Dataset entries
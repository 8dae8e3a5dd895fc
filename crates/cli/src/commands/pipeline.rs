//! Change detection and retraining commands

use anyhow::{Context, Result};
use colored::Colorize;
use lifecycle_lib::{
    dataset::NoopDataSource, ChangeCheck, ChangeDetector, LifecycleConfig, PipelineOutcome,
    Promotion, RetrainPipeline, StructuredLogger,
};
use serde::Serialize;
use tabled::Tabled;

use crate::output::{
    color_score, color_status, print_info, print_json, print_success, print_table,
    print_warning, truncate_id, OutputFormat,
};

/// Serializable view of a change check
#[derive(Debug, Serialize)]
pub struct CheckReport {
    pub dataset: String,
    pub status: &'static str,
    pub changed: bool,
    pub digest: Option<String>,
    pub previous: Option<String>,
    pub committed: bool,
}

impl CheckReport {
    fn new(config: &LifecycleConfig, check: &ChangeCheck) -> Self {
        Self {
            dataset: config.dataset_path.display().to_string(),
            status: check.status.as_str(),
            changed: check.changed(),
            digest: check.fingerprint.as_ref().map(|f| f.digest.clone()),
            previous: check.fingerprint.as_ref().and_then(|f| f.previous.clone()),
            committed: check.committed,
        }
    }
}

/// Row for the candidates table
#[derive(Debug, Serialize, Tabled)]
struct CandidateRow {
    #[tabled(rename = "Model")]
    model_type: String,
    #[tabled(rename = "Accuracy")]
    accuracy: String,
    #[tabled(rename = "Weighted F1")]
    weighted_f1: String,
    #[tabled(rename = "Run")]
    run_id: String,
    #[tabled(rename = "Selected")]
    selected: String,
}

#[derive(Debug, Serialize)]
struct CandidateReport {
    model_type: String,
    accuracy: f64,
    weighted_f1: f64,
    run_id: String,
    selected: bool,
}

#[derive(Debug, Serialize)]
struct PromotionReport {
    model_name: String,
    version: u64,
    run_id: String,
    model_type: String,
    metric: &'static str,
    metric_value: f64,
    snapshot_dir: String,
    archived: Vec<u64>,
}

impl From<&Promotion> for PromotionReport {
    fn from(p: &Promotion) -> Self {
        Self {
            model_name: p.model_name.clone(),
            version: p.version,
            run_id: p.run_id.clone(),
            model_type: p.model_type.clone(),
            metric: p.metric.as_str(),
            metric_value: p.metric_value,
            snapshot_dir: p.snapshot_dir.display().to_string(),
            archived: p.archived.clone(),
        }
    }
}

#[derive(Debug, Serialize)]
struct RetrainReport {
    outcome: &'static str,
    check: CheckReport,
    candidates: Vec<CandidateReport>,
    promotion: Option<PromotionReport>,
}

/// Compare the dataset against the hash store without recording anything,
/// so a following `retrain` still sees the change.
pub fn check(config: &LifecycleConfig, format: OutputFormat) -> Result<()> {
    let detector = ChangeDetector::new(
        &config.hash_store_path,
        config.hash_commit,
        Box::new(NoopDataSource),
    );
    let check = detector
        .peek(&config.dataset_path)
        .context("Change detection failed")?;

    let report = CheckReport::new(config, &check);
    StructuredLogger::new("cli").log_data_check(
        &report.dataset,
        report.status,
        report.digest.as_deref(),
        report.changed,
    );

    match format {
        OutputFormat::Json => print_json(&report)?,
        OutputFormat::Table => print_check(&report),
    }
    Ok(())
}

fn print_check(report: &CheckReport) {
    println!("{}", "Dataset Check".bold());
    println!("{}", "=".repeat(60));
    println!("Dataset:   {}", report.dataset.cyan());
    println!("Status:    {}", color_status(report.status));
    if let Some(digest) = &report.digest {
        println!("Digest:    {}", digest);
    }
    if let Some(previous) = &report.previous {
        println!("Previous:  {}", previous);
    }
    println!();

    if report.changed {
        print_warning("Dataset changed, retraining is warranted");
    } else {
        print_success("Dataset unchanged");
    }
}

/// Run one retraining cycle
pub async fn retrain(config: LifecycleConfig, force: bool, format: OutputFormat) -> Result<()> {
    let pipeline =
        RetrainPipeline::connect(config).context("Failed to connect to the model registry")?;
    let outcome = pipeline.run(force).await.context("Retraining failed")?;

    let report = match &outcome {
        PipelineOutcome::Skipped { check } => RetrainReport {
            outcome: "skipped",
            check: CheckReport::new(pipeline.config(), check),
            candidates: Vec::new(),
            promotion: None,
        },
        PipelineOutcome::Promoted {
            check,
            candidates,
            promotion,
        } => RetrainReport {
            outcome: "promoted",
            check: CheckReport::new(pipeline.config(), check),
            candidates: candidates
                .iter()
                .map(|c| CandidateReport {
                    model_type: c.model_type.clone(),
                    accuracy: c.accuracy,
                    weighted_f1: c.weighted_f1,
                    run_id: c.run_id.clone(),
                    selected: c.run_id == promotion.run_id,
                })
                .collect(),
            promotion: Some(PromotionReport::from(promotion)),
        },
    };

    match format {
        OutputFormat::Json => print_json(&report)?,
        OutputFormat::Table => print_retrain(&report),
    }
    Ok(())
}

fn print_retrain(report: &RetrainReport) {
    let Some(promotion) = &report.promotion else {
        print_info(&format!(
            "Dataset {} ({}), nothing to retrain. Use --force to retrain anyway",
            report.check.status, report.check.dataset
        ));
        return;
    };

    let rows: Vec<CandidateRow> = report
        .candidates
        .iter()
        .map(|c| CandidateRow {
            model_type: c.model_type.clone(),
            accuracy: color_score(c.accuracy),
            weighted_f1: color_score(c.weighted_f1),
            run_id: truncate_id(&c.run_id),
            selected: if c.selected { "✓".green().to_string() } else { String::new() },
        })
        .collect();
    print_table(&rows, "No candidates trained");
    println!();

    print_success(&format!(
        "Promoted {} as {} version {} ({} = {:.4})",
        promotion.model_type.cyan(),
        promotion.model_name,
        promotion.version,
        promotion.metric,
        promotion.metric_value
    ));
    println!("Snapshot: {}", promotion.snapshot_dir);
    if !promotion.archived.is_empty() {
        let archived: Vec<String> = promotion.archived.iter().map(u64::to_string).collect();
        println!("Archived: {}", archived.join(", "));
    }
}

> Exercise aim: Reproduce the records in full, exactly as written.

> Answer area:
repository 8dae8e3a5dd895fc
filename crates/cli/src/commands/pipeline.rs
//! Change detection and retraining commands

use anyhow::{Context, Result};
use colored::Colorize;
use lifecycle_lib::{
    dataset::NoopDataSource, ChangeCheck, ChangeDetector, LifecycleConfig, PipelineOutcome,
    Promotion, RetrainPipeline, StructuredLogger,
};
use serde::Serialize;
use tabled::Tabled;

use crate::output::{
    color_score, color_status, print_info, print_json, print_success, print_table,
    print_warning, truncate_id, OutputFormat,
};

/// Serializable view of a change check
#[derive(Debug, Serialize)]
pub struct CheckReport {
    pub dataset: String,
    pub status: &'static str,
    pub changed: bool,
    pub digest: Option<String>,
    pub previous: Option<String>,
    pub committed: bool,
}

impl CheckReport {
    fn new(config: &LifecycleConfig, check: &ChangeCheck) -> Self {
        Self {
            dataset: config.dataset_path.display().to_string(),
            status: check.status.as_str(),
            changed: check.changed(),
            digest: check.fingerprint.as_ref().map(|f| f.digest.clone()),
            previous: check.fingerprint.as_ref().and_then(|f| f.previous.clone()),
            committed: check.committed,
        }
    }
}

/// Row for the candidates table
#[derive(Debug, Serialize, Tabled)]
struct CandidateRow {
    #[tabled(rename = "Model")]
    model_type: String,
    #[tabled(rename = "Accuracy")]
    accuracy: String,
    #[tabled(rename = "Weighted F1")]
    weighted_f1: String,
    #[tabled(rename = "Run")]
    run_id: String,
    #[tabled(rename = "Selected")]
    selected: String,
}

#[derive(Debug, Serialize)]
struct CandidateReport {
    model_type: String,
    accuracy: f64,
    weighted_f1: f64,
    run_id: String,
    selected: bool,
}

#[derive(Debug, Serialize)]
struct PromotionReport {
    model_name: String,
    version: u64,
    run_id: String,
    model_type: String,
    metric: &'static str,
    metric_value: f64,
    snapshot_dir: String,
    archived: Vec<u64>,
}

impl From<&Promotion> for PromotionReport {
    fn from(p: &Promotion) -> Self {
        Self {
            model_name: p.model_name.clone(),
            version: p.version,
            run_id: p.run_id.clone(),
            model_type: p.model_type.clone(),
            metric: p.metric.as_str(),
            metric_value: p.metric_value,
            snapshot_dir: p.snapshot_dir.display().to_string(),
            archived: p.archived.clone(),
        }
    }
}

#[derive(Debug, Serialize)]
struct RetrainReport {
    outcome: &'static str,
    check: CheckReport,
    candidates: Vec<CandidateReport>,
    promotion: Option<PromotionReport>,
}

/// Compare the dataset against the hash store without recording anything,
/// so a following `retrain` still sees the change.
pub fn check(config: &LifecycleConfig, format: OutputFormat) -> Result<()> {
    let detector = ChangeDetector::new(
        &config.hash_store_path,
        config.hash_commit,
        Box::new(NoopDataSource),
    );
    let check = detector
        .peek(&config.dataset_path)
        .context("Change detection failed")?;

    let report = CheckReport::new(config, &check);
    StructuredLogger::new("cli").log_data_check(
        &report.dataset,
        report.status,
        report.digest.as_deref(),
        report.changed,
    );

    match format {
        OutputFormat::Json => print_json(&report)?,
        OutputFormat::Table => print_check(&report),
    }
    Ok(())
}

fn print_check(report: &CheckReport) {
    println!("{}", "Dataset Check".bold());
    println!("{}", "=".repeat(60));
    println!("Dataset:   {}", report.dataset.cyan());
    println!("Status:    {}", color_status(report.status));
    if let Some(digest) = &report.digest {
        println!("Digest:    {}", digest);
    }
    if let Some(previous) = &report.previous {
        println!("Previous:  {}", previous);
    }
    println!();

    if report.changed {
        print_warning("Dataset changed, retraining is warranted");
    } else {
        print_success("Dataset unchanged");
    }
}

/// Run one retraining cycle
pub async fn retrain(config: LifecycleConfig, force: bool, format: OutputFormat) -> Result<()> {
    let pipeline =
        RetrainPipeline::connect(config).context("Failed to connect to the model registry")?;
    let outcome = pipeline.run(force).await.context("Retraining failed")?;

    let report = match &outcome {
        PipelineOutcome::Skipped { check } => RetrainReport {
            outcome: "skipped",
            check: CheckReport::new(pipeline.config(), check),
            candidates: Vec::new(),
            promotion: None,
        },
        PipelineOutcome::Promoted {
            check,
            candidates,
            promotion,
        } => RetrainReport {
            outcome: "promoted",
            check: CheckReport::new(pipeline.config(), check),
            candidates: candidates
                .iter()
                .map(|c| CandidateReport {
                    model_type: c.model_type.clone(),
                    accuracy: c.accuracy,
                    weighted_f1: c.weighted_f1,
                    run_id: c.run_id.clone(),
                    selected: c.run_id == promotion.run_id,
                })
                .collect(),
            promotion: Some(PromotionReport::from(promotion)),
        },
    };

    match format {
        OutputFormat::Json => print_json(&report)?,
        OutputFormat::Table => print_retrain(&report),
    }
    Ok(())
}

fn print_retrain(report: &RetrainReport) {
    let Some(promotion) = &report.promotion else {
        print_info(&format!(
            "Dataset {} ({}), nothing to retrain. Use --force to retrain anyway",
            report.check.status, report.check.dataset
        ));
        return;
    };

    let rows: Vec<CandidateRow> = report
        .candidates
        .iter()
        .map(|c| CandidateRow {
            model_type: c.model_type.clone(),
            accuracy: color_score(c.accuracy),
            weighted_f1: color_score(c.weighted_f1),
            run_id: truncate_id(&c.run_id),
            selected: if c.selected { "✓".green().to_string() } else { String::new() },
        })
        .collect();
    print_table(&rows, "No candidates trained");
    println!();

    print_success(&format!(
        "Promoted {} as {} version {} ({} = {:.4})",
        promotion.model_type.cyan(),
        promotion.model_name,
        promotion.version,
        promotion.metric,
        promotion.metric_value
    ));
    println!("Snapshot: {}", promotion.snapshot_dir);
    if !promotion.archived.is_empty() {
        let archived: Vec<String> = promotion.archived.iter().map(u64::to_string).collect();
        println!("Archived: {}", archived.join(", "));
    }
}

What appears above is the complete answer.